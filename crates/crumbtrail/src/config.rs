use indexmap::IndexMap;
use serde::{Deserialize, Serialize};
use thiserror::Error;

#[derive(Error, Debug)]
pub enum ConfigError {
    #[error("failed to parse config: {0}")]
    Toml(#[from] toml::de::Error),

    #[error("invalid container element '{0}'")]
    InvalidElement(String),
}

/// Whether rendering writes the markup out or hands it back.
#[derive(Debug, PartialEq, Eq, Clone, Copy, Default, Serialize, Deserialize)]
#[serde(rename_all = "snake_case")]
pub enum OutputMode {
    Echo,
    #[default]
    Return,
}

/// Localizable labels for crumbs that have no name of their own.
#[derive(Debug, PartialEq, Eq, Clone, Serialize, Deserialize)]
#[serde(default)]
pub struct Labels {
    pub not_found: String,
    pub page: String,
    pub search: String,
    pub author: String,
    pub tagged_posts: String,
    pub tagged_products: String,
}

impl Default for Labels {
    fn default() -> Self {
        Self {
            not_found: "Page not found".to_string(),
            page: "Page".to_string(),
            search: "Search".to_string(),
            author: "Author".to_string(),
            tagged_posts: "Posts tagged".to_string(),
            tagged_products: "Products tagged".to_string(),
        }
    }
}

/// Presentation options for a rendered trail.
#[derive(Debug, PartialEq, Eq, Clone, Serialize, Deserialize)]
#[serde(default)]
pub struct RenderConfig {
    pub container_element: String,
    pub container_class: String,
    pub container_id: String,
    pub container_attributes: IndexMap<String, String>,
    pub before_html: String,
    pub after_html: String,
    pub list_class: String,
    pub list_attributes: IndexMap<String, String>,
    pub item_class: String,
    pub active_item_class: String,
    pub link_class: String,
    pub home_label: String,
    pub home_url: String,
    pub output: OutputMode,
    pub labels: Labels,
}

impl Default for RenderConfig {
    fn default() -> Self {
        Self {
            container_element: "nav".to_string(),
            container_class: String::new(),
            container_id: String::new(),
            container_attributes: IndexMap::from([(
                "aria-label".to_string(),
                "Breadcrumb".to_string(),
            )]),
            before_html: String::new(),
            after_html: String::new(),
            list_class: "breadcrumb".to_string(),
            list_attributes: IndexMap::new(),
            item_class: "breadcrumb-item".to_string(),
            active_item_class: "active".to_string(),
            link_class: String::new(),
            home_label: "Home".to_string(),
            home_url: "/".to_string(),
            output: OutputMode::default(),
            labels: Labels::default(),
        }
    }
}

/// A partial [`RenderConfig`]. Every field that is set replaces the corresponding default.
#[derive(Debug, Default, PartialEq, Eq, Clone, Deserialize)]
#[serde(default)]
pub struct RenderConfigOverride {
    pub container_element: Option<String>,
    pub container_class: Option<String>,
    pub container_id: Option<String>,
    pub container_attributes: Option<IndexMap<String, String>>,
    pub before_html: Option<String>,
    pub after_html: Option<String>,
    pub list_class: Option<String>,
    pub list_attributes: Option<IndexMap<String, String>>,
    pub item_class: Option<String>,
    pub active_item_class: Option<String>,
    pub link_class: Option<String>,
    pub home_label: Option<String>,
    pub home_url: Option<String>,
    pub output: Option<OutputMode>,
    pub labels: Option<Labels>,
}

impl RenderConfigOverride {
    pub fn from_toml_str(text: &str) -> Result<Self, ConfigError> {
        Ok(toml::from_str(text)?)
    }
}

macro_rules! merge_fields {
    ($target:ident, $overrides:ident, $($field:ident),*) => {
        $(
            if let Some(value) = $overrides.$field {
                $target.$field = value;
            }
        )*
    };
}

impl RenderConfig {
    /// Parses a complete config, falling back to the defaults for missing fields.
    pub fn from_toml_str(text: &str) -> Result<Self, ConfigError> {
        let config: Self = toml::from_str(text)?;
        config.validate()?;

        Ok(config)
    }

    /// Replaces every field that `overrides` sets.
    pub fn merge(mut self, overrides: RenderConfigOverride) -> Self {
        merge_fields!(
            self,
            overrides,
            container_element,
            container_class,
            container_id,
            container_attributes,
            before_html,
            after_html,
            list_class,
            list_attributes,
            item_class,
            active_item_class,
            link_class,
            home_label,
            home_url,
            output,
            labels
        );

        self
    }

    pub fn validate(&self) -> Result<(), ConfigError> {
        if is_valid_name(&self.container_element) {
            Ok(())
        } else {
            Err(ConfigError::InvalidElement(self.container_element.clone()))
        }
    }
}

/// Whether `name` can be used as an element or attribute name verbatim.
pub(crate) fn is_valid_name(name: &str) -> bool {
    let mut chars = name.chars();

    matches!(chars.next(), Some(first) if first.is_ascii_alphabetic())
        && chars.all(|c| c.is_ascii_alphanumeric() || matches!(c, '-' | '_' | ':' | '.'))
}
--
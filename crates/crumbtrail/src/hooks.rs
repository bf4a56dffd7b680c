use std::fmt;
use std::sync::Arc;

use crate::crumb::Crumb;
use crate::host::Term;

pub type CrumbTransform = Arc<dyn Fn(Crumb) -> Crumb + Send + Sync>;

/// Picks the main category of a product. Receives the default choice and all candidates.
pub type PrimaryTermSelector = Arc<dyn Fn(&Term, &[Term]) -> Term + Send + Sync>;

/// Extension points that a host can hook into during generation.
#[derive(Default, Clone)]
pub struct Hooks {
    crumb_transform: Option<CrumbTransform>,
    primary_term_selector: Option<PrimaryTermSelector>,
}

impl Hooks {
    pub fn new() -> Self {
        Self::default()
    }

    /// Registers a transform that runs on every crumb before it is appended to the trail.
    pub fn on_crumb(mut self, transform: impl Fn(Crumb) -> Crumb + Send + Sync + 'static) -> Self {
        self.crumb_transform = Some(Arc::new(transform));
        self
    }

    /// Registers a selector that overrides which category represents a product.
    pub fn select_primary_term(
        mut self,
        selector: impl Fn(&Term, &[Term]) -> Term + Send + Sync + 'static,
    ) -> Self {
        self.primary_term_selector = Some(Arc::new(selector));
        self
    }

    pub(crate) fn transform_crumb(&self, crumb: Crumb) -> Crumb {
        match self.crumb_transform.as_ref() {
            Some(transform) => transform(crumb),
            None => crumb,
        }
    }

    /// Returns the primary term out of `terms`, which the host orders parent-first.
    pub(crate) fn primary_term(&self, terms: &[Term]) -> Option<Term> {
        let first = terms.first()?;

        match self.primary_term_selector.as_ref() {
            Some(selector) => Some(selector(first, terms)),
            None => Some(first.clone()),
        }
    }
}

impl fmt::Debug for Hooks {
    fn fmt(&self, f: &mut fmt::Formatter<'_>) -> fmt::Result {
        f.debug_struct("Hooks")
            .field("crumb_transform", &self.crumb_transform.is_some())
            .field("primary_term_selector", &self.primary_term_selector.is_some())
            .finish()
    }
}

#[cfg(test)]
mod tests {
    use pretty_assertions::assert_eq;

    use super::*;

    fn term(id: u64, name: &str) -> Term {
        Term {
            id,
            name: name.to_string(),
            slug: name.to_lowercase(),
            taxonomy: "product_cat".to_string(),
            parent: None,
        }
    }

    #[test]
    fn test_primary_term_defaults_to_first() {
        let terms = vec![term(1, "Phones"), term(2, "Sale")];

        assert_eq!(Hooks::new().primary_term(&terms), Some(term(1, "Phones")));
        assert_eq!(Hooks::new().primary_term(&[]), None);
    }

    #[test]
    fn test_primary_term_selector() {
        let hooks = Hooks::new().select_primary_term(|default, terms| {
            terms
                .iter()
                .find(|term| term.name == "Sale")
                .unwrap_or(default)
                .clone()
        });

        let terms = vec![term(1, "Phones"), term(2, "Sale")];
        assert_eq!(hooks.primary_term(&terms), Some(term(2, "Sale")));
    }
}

▸ TASK GOAL:
Copy every line in the data above that has the string "Whether" in it.

▸ YOUR SOLUTION:
/// Whether rendering writes the markup out or hands it back.
/// Whether `name` can be used as an element or attribute name verbatim.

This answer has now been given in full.